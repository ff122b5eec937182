//! Output filename derivation.
//!
//! Squared images are written next to their source with a `-resize` marker
//! inserted before the extension:
//! - `photo.png` → `photo-resize.png`
//! - `a/b/c.jpeg` → `a/b/c-resize.jpeg`
//! - `README` → `README-resize`
//!
//! The same rule names the attachment returned by the upload endpoint.

use crate::imaging::Format;
use std::path::{Path, PathBuf};

/// Marker inserted between the file stem and its extension.
pub const RESIZE_SUFFIX: &str = "-resize";

/// Sibling path for the squared version of `path`.
pub fn output_path(path: &Path) -> PathBuf {
    let mut name = path.file_stem().unwrap_or_default().to_os_string();
    name.push(RESIZE_SUFFIX);
    if let Some(ext) = path.extension() {
        name.push(".");
        name.push(ext);
    }
    path.with_file_name(name)
}

/// String form of [`output_path`].
pub fn output_name(path: &str) -> String {
    output_path(Path::new(path)).to_string_lossy().into_owned()
}

/// Filename for the `Content-Disposition` header of an upload response.
///
/// Only the final component of the client-supplied name is used, characters
/// that would break the quoted header value are replaced with `_`, and a
/// missing or empty name falls back to `image.<ext>` for the output format.
pub fn attachment_name(uploaded: Option<&str>, format: Format) -> String {
    let base = uploaded
        .and_then(|name| name.rsplit(['/', '\\']).next())
        .map(str::trim)
        .filter(|name| !name.is_empty() && *name != "." && *name != "..")
        .map(|name| {
            name.chars()
                .map(|c| if c == '"' || c.is_control() { '_' } else { c })
                .collect::<String>()
        })
        .unwrap_or_else(|| format!("image.{}", format.extension()));
    output_name(&base)
}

══════

## [EXERCISE BRIEF]
Retype the records above exactly as they appear.

## [RESPONSE AREA]
repository ff122b5eec937182
//! Output filename derivation.
//!
//! Squared images are written next to their source with a `-resize` marker
//! inserted before the extension:
//! - `photo.png` → `photo-resize.png`
//! - `a/b/c.jpeg` → `a/b/c-resize.jpeg`
//! - `README` → `README-resize`
//!
//! The same rule names the attachment returned by the upload endpoint.

use crate::imaging::Format;
use std::path::{Path, PathBuf};

/// Marker inserted between the file stem and its extension.
pub const RESIZE_SUFFIX: &str = "-resize";

/// Sibling path for the squared version of `path`.
pub fn output_path(path: &Path) -> PathBuf {
    let mut name = path.file_stem().unwrap_or_default().to_os_string();
    name.push(RESIZE_SUFFIX);
    if let Some(ext) = path.extension() {
        name.push(".");
        name.push(ext);
    }
    path.with_file_name(name)
}

/// String form of [`output_path`].
pub fn output_name(path: &str) -> String {
    output_path(Path::new(path)).to_string_lossy().into_owned()
}

/// Filename for the `Content-Disposition` header of an upload response.
///
/// Only the final component of the client-supplied name is used, characters
/// that would break the quoted header value are replaced with `_`, and a
/// missing or empty name falls back to `image.<ext>` for the output format.
pub fn attachment_name(uploaded: Option<&str>, format: Format) -> String {
    let base = uploaded
        .and_then(|name| name.rsplit(['/', '\\']).next())
        .map(str::trim)
        .filter(|name| !name.is_empty() && *name != "." && *name != "..")
        .map(|name| {
            name.chars()
                .map(|c| if c == '"' || c.is_control() { '_' } else { c })
                .collect::<String>()
        })
        .unwrap_or_else(|| format!("image.{}", format.extension()));
    output_name(&base)
}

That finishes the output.